Para começar, coloque os reagentes necessários para a preparação da eletroforese em gel em uma plataforma de trabalho. Adicione Tris / Borato / EDTA, ou TBE, à agarose e aqueça a solução no micro-ondas. Em seguida, despeje o 0,4-0,5% de agarose em uma bandeja de fundição para preparar um gel de agarose de primeira dimensão e deixe solidificar por uma hora.
Após a solidificação, carregue a escada nos primeiros 3 centímetros em relação à borda mais à esquerda do gel. Em seguida, carregue as amostras de DNA digeridas com enzimas de restrição, garantindo uma distância de 3 centímetros entre cada par. Execute o gel em TBE por 19-24 horas a 0,85 volts por centímetro para separar os intermediários por tamanho.
No dia seguinte, remova o gel do tampão. Extirpar os primeiros 3 centímetros do gel que contém a escada. Manchar o segmento de gel em TBE contendo 0,3 microgramas por mililitro de brometo de etídio por 10-15 minutos.
Em seguida, visualize a escada usando um sistema de documentação de gel. No gel de agarose, adicione 1,3 centímetros ao local estimado, produzindo um valor de A.Em seguida, subtraia 7,5 centímetros do valor A, produzindo o valor B.Alinhe a régua contra o gel de primeira dimensão e corte horizontalmente nos valores A e B.Em seguida, corte verticalmente o espaço de 3 centímetros reservado para cada amostra. Em uma nova bandeja de fundição, gire os segmentos no sentido horário e coloque-os na posição dos poços de amostra.

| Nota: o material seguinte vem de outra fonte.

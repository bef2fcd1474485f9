//! Canvas trait
//!
//! The drawing surface the GPU renders into. Implementations wrap whatever
//! graphics library drives the actual video output.

/// Drawing surface driven by received commands
///
/// Coordinates are in pixels with the origin at the top-left corner.
/// Colors are passed through unchanged; their meaning (palette index,
/// RGB565, ...) is up to the implementation.
pub trait Canvas {
    /// Present the back buffer
    fn swap(&mut self);

    /// Fill the entire canvas
    fn fill_screen(&mut self, color: u16);

    /// Fill a rectangle
    fn fill_rect(&mut self, x: i16, y: i16, w: i16, h: i16, color: u16);

    /// Draw a rectangle outline
    fn draw_rect(&mut self, x: i16, y: i16, w: i16, h: i16, color: u16);

    /// Select a font by id
    ///
    /// Unknown ids are the implementation's business; the protocol does not
    /// validate them.
    fn set_font(&mut self, font: u8);

    /// Text scale factor
    fn set_text_size(&mut self, size: u8);

    /// Text foreground color
    fn set_text_color(&mut self, color: u16);

    /// Move the text cursor
    fn set_cursor(&mut self, x: i16, y: i16);

    /// Print text at the cursor
    fn print(&mut self, text: &str);

    /// Print text followed by a line break
    fn println(&mut self, text: &str);
}

impl<T: Canvas + ?Sized> Canvas for &mut T {
    fn swap(&mut self) {
        T::swap(self)
    }

    fn fill_screen(&mut self, color: u16) {
        T::fill_screen(self, color)
    }

    fn fill_rect(&mut self, x: i16, y: i16, w: i16, h: i16, color: u16) {
        T::fill_rect(self, x, y, w, h, color)
    }

    fn draw_rect(&mut self, x: i16, y: i16, w: i16, h: i16, color: u16) {
        T::draw_rect(self, x, y, w, h, color)
    }

    fn set_font(&mut self, font: u8) {
        T::set_font(self, font)
    }

    fn set_text_size(&mut self, size: u8) {
        T::set_text_size(self, size)
    }

    fn set_text_color(&mut self, color: u16) {
        T::set_text_color(self, color)
    }

    fn set_cursor(&mut self, x: i16, y: i16) {
        T::set_cursor(self, x, y)
    }

    fn print(&mut self, text: &str) {
        T::print(self, text)
    }

    fn println(&mut self, text: &str) {
        T::println(self, text)
    }
}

Prepare o gel de agarose de segunda dimensão a uma concentração de 1-1,3% em TBE com 0,3 microgramas por mililitro de brometo de etídio. Aqueça o gel e, ao esfriar a aproximadamente 55 graus Celsius, despeje-o sobre os segmentos girados da primeira dimensão. Deixe o gel solidificar por uma hora.
Após a solidificação, transferir o gel para uma câmara contendo TBE a 0,3 microgramas por mililitro de brometo de etídio e deixá-lo em equilíbrio durante 30 minutos. Cubra o gel e deixe funcionar por 9 a 10 horas a 4,23 volts por centímetro a 4 graus Celsius. Remova o gel de segunda dimensão da câmara e depurine os fragmentos de DNA por 10 minutos em uma solução de ácido clorídrico 0,24 molar com balanço suave.
Enxágue o gel com água deionizada e mergulhe-o em hidróxido de sódio 0,4 molar por 10-15 minutos. Em seguida, dobre duas folhas compridas de papel para cromatografia perpendicularmente ao longo da folha de vidro, estendendo-se para dentro do recipiente. Para montar o southern blot, encha um recipiente com 1 litro de hidróxido de sódio 0,4 molar.
Alinhe uma longa folha de vidro ao longo do recipiente. Molhe a parte superior do papel com hidróxido de sódio e remova cuidadosamente quaisquer bolhas de ar sob sua superfície. Mergulhe três folhas de papel de cromatografia com hidróxido de sódio e coloque-as sobre o papel de pasta.
Remova todas as bolhas de ar. Vire o gel de segunda dimensão de cabeça para baixo e coloque-o sobre os papéis de cromatografia. Molhe uma membrana de nylon carregada positivamente com água deionizada e coloque-a sobre o gel.
Em seguida, coloque três folhas de cromatografia úmidas com água deionizada sobre a membrana. Cubra qualquer hidróxido de sódio exposto no recipiente com filme plástico para evitar a evaporação. Coloque uma pilha de guardanapos ou toalhas de papel de 0,3 a 0,5 metros de altura sobre a mancha.
Comprima todo o blot com um peso para facilitar a ação capilar firme e deixe-o por dois dias para transferência de DNA para a membrana.